A week earlier, Huerter had guarded Wayne Ellington and done a good job denying the pindown actions designed to free Ellington for perimeter shots. 

"So we go to Bradley Beal, and a lot of his action is pindowns and wide screens, and we’re going to be denying him. (Kevin) has got more experience than De'Andre Hunter in doing so. De'Andre may be a better defender, but that might not be a strength of his."

Before injuries switched up the rotation at halftime, Beal scored 10 points in the first half on 5-10 shooting, and the Hawks led by 11 at the break. The Hawks eventually won, and Beal, who is having a historic season, finished with 26 points, his lowest total to that point of the season.

A game earlier, Pierce wanted to put Hunter on Brooklyn's Kyrie Irving, while also using Cam Reddish and John Collins on Kevin Durant. That left Huerter with another big challenge: last season's scoring leader.

"So now we have to challenge Kevin a different way and guard the basketball, and he actually did a really good job, I thought, on James (Harden) of being able to pressure and use his size and length to get some deflections. We can evaluate it that way, and in each game, it isn’t just best player on best player. It’s 'who is our best defender, and where can we put him so that he can be most effective?'"

Huerter isn't an NBA player because of his defense. He is an NBA player because of his incredible shooting touch and heady playmaking. He leads the Hawks with 53 three-pointers this season, and he is converting those threes at a cash-tastic 41.6 percent clip. But the 6-foot-7 guard also leads the Hawks with 27 steals and 60 deflections this season.

"Kevin, overall, off the basketball I think he’s been tremendous in passing lanes, getting deflections, getting steals," Pierce said. "He's just a great position guy and he’s got the instincts to read where the pass may be going."

Since entering the starting lineup on Jan. 16, Huerter has averaged 13.4 points, 4.0 rebounds and 3.8 assists per game. He is on pace to set career-best marks in field-goal percentage, three-point percentage, and points per game.

"It's finding my spots and finding ways to stay aggressive and keep myself within the offense," Huerter said. "Obviously, I've shot better over the past couple of games, so that definitely has helped. Overall, especially as (De'Andre Hunter) has been out and (Bogdan Bogdanovic) is obviously still out, I'm just trying to stay aggressive. The team needs that from me."

Huerter tied a career-high with 10 assists in the first matchup with the Mavericks, filling in as a secondary playmaker in a game when the Mavs tried exceptionally hard to take the ball out of Trae Young's hands using traps and multiple defenders.
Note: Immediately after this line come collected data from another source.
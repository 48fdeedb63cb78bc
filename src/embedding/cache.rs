//! Bounded LRU cache and a caching wrapper for any [`EmbeddingProvider`].
//!
//! Lookups and inserts are O(1) amortized: recency is tracked with a tick
//! counter and a queue of `(key, tick)` pairs whose stale entries are skipped
//! on eviction and compacted once the queue outgrows the live set.

use serde::Serialize;
use std::collections::{HashMap, VecDeque};
use std::hash::Hash;
use std::sync::{Arc, Mutex};

use super::{EmbeddingError, EmbeddingProvider};

/// Least-recently-used cache with a fixed capacity.
#[derive(Debug)]
pub struct LruCache<K, V> {
    capacity: usize,
    entries: HashMap<K, (V, u64)>,
    order: VecDeque<(K, u64)>,
    tick: u64,
}

impl<K: Eq + Hash + Clone, V: Clone> LruCache<K, V> {
    /// Create a cache holding at most `capacity` entries (minimum 1).
    pub fn new(capacity: usize) -> Self {
        let capacity = capacity.max(1);
        Self {
            capacity,
            entries: HashMap::with_capacity(capacity),
            order: VecDeque::with_capacity(capacity),
            tick: 0,
        }
    }

    /// Look up a key, marking it most recently used.
    pub fn get(&mut self, key: &K) -> Option<V> {
        self.tick += 1;
        let tick = self.tick;
        let entry = self.entries.get_mut(key)?;
        entry.1 = tick;
        let value = entry.0.clone();
        self.order.push_back((key.clone(), tick));
        self.compact();
        Some(value)
    }

    /// Insert or replace a value, evicting the least recently used entry when full.
    pub fn insert(&mut self, key: K, value: V) {
        self.tick += 1;
        let tick = self.tick;
        let replaced = self.entries.insert(key.clone(), (value, tick)).is_some();
        if !replaced && self.entries.len() > self.capacity {
            self.evict_one(&key);
        }
        self.order.push_back((key, tick));
        self.compact();
    }

    pub fn contains(&self, key: &K) -> bool {
        self.entries.contains_key(key)
    }

    pub fn len(&self) -> usize {
        self.entries.len()
    }

    pub fn is_empty(&self) -> bool {
        self.entries.is_empty()
    }

    pub fn capacity(&self) -> usize {
        self.capacity
    }

    pub fn clear(&mut self) {
        self.entries.clear();
        self.order.clear();
    }

    fn evict_one(&mut self, keep: &K) {
        while let Some((key, tick)) = self.order.pop_front() {
            if &key == keep {
                continue;
            }
            let live = self.entries.get(&key).is_some_and(|(_, t)| *t == tick);
            if live {
                self.entries.remove(&key);
                return;
            }
        }
    }

    fn compact(&mut self) {
        if self.order.len() <= self.capacity * 4 + 16 {
            return;
        }
        let entries = &self.entries;
        self.order
            .retain(|(key, tick)| entries.get(key).is_some_and(|(_, t)| t == tick));
    }
}

/// Hit/miss counters reported by `get_memory_stats`.
#[derive(Debug, Clone, Default, Serialize)]
pub struct CacheStats {
    pub hits: u64,
    pub misses: u64,
    pub size: usize,
    pub capacity: usize,
}

impl CacheStats {
    pub fn hit_rate(&self) -> f64 {
        let total = self.hits + self.misses;
        if total == 0 {
            0.0
        } else {
            self.hits as f64 / total as f64
        }
    }
}

struct CacheState {
    cache: LruCache<String, Vec<f32>>,
    hits: u64,
    misses: u64,
}

/// Wraps a provider with an exact-text LRU cache.
pub struct CachedEmbeddingProvider {
    inner: Arc<dyn EmbeddingProvider>,
    state: Mutex<CacheState>,
}

impl CachedEmbeddingProvider {
    pub fn new(inner: Arc<dyn EmbeddingProvider>, capacity: usize) -> Self {
        Self {
            inner,
            state: Mutex::new(CacheState {
                cache: LruCache::new(capacity),
                hits: 0,
                misses: 0,
            }),
        }
    }

    pub fn stats(&self) -> CacheStats {
        match self.state.lock() {
            Ok(state) => CacheStats {
                hits: state.hits,
                misses: state.misses,
                size: state.cache.len(),
                capacity: state.cache.capacity(),
            },
            Err(_) => CacheStats::default(),
        }
    }

    fn lookup(&self, text: &str) -> Option<Vec<f32>> {
        let mut state = self.state.lock().ok()?;
        let found = state.cache.get(&text.to_string());
        if found.is_some() {
            state.hits += 1;
        } else {
            state.misses += 1;
        }
        found
    }

    fn store(&self, text: &str, embedding: &[f32]) {
        if let Ok(mut state) = self.state.lock() {
            state.cache.insert(text.to_string(), embedding.to_vec());
        }
    }
}

impl EmbeddingProvider for CachedEmbeddingProvider {
    fn embed(&self, text: &str) -> Result<Vec<f32>, EmbeddingError> {
        if let Some(hit) = self.lookup(text) {
            return Ok(hit);
        }
        let embedding = self.inner.embed(text)?;
        self.store(text, &embedding);
        Ok(embedding)
    }

    fn embed_batch(&self, texts: &[&str]) -> Result<Vec<Vec<f32>>, EmbeddingError> {
        let mut results: Vec<Option<Vec<f32>>> = texts.iter().map(|t| self.lookup(t)).collect();
        let missing: Vec<&str> = texts
            .iter()
            .zip(&results)
            .filter(|(_, r)| r.is_none())
            .map(|(t, _)| *t)
            .collect();

        if !missing.is_empty() {
            let fresh = self.inner.embed_batch(&missing)?;
            let mut fresh = fresh.into_iter();
            for (text, slot) in texts.iter().zip(results.iter_mut()) {
                if slot.is_none() {
                    let embedding = fresh.next().ok_or_else(|| {
                        EmbeddingError::Output("batch returned fewer vectors than inputs".into())
                    })?;
                    self.store(text, &embedding);
                    *slot = Some(embedding);
                }
            }
        }

        Ok(results.into_iter().flatten().collect())
    }

    fn dimensions(&self) -> usize {
        self.inner.dimensions()
    }
}

#[cfg(test)]
mod tests {
    use super::*;
    use std::sync::atomic::{AtomicUsize, Ordering};

    struct CountingProvider {
        calls: AtomicUsize,
    }

    impl EmbeddingProvider for CountingProvider {
        fn embed(&self, text: &str) -> Result<Vec<f32>, EmbeddingError> {
            self.calls.fetch_add(1, Ordering::SeqCst);
            Ok(vec![text.len() as f32, 1.0])
        }
    }

    #[test]
    fn lru_evicts_least_recently_used() {
        let mut cache = LruCache::new(2);
        cache.insert("a", 1);
        cache.insert("b", 2);
        assert_eq!(cache.get(&"a"), Some(1)); // a is now most recent
        cache.insert("c", 3);

        assert!(cache.contains(&"a"));
        assert!(!cache.contains(&"b"));
        assert!(cache.contains(&"c"));
        assert_eq!(cache.len(), 2);
    }

    #[test]
    fn lru_replace_does_not_evict() {
        let mut cache = LruCache::new(2);
        cache.insert("a", 1);
        cache.insert("b", 2);
        cache.insert("a", 10);
        assert_eq!(cache.len(), 2);
        assert_eq!(cache.get(&"a"), Some(10));
        assert_eq!(cache.get(&"b"), Some(2));
    }

    #[test]
    fn lru_stays_bounded_under_churn() {
        let mut cache = LruCache::new(8);
        for i in 0..1000 {
            cache.insert(i % 13, i);
            let _ = cache.get(&(i % 5));
        }
        assert!(cache.len() <= 8);
        assert!(cache.order.len() <= 8 * 4 + 16 + 1);
    }

    #[test]
    fn zero_capacity_is_raised_to_one() {
        let mut cache = LruCache::new(0);
        cache.insert(1, "x");
        cache.insert(2, "y");
        assert_eq!(cache.capacity(), 1);
        assert_eq!(cache.len(), 1);
        assert!(cache.contains(&2));
    }

    #[test]
    fn cached_provider_counts_hits_and_misses() {
        let inner = Arc::new(CountingProvider {
            calls: AtomicUsize::new(0),
        });
        let cached = CachedEmbeddingProvider::new(inner.clone(), 10);

        cached.embed("hello").unwrap();
        cached.embed("hello").unwrap();
        cached.embed("world").unwrap();

        assert_eq!(inner.calls.load(Ordering::SeqCst), 2);
        let stats = cached.stats();
        assert_eq!(stats.hits, 1);
        assert_eq!(stats.misses, 2);
        assert_eq!(stats.size, 2);
        assert!((stats.hit_rate() - 1.0 / 3.0).abs() < 1e-9);
    }

    #[test]
    fn cached_batch_only_embeds_missing_texts() {
        let inner = Arc::new(CountingProvider {
            calls: AtomicUsize::new(0),
        });
        let cached = CachedEmbeddingProvider::new(inner.clone(), 10);
        cached.embed("ab").unwrap();

        let batch = cached.embed_batch(&["ab", "abcd", "ab"]).unwrap();
        assert_eq!(batch.len(), 3);
        assert_eq!(batch[1][0], 4.0);
        // "ab" once up front, "abcd" once in the batch
        assert_eq!(inner.calls.load(Ordering::SeqCst), 2);
    }
}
"In a lot of ways, the (first) Dallas game was a place where I was able to showcase a lot and stay aggressive, obviously, with them really just trying to take Trae out of the game."

While Pierce is pleased with Huerter's performance, he still knows that there is room for improvement. 

"I'm always on him. I want him to be more physical. I think he's a cerebral player. I need him to be a physical player and really kind of balance out his length and his positioning and his intelligence with that physicality of the game. He's a guy that is going to be on the court at the end of the games. He has been there for us these past few games. We've all talked about needing five guys to get in the mix to keep (opponents) from getting offensive rebounds – that has kind of been our Achilles heel in the fourth quarter. That is an area for him to grow specifically when it comes down the stretch in the fourth quarter when he's on the floor."

While Huerter works in that regard, it speaks volumes that Pierce still counts on him for crucial endgame minutes. His all-around game has quietly ticked upward in his third season. As important as his contribution will be while the Hawks wait for injured players to return, Huerter will no doubt be an important rotation piece going forward.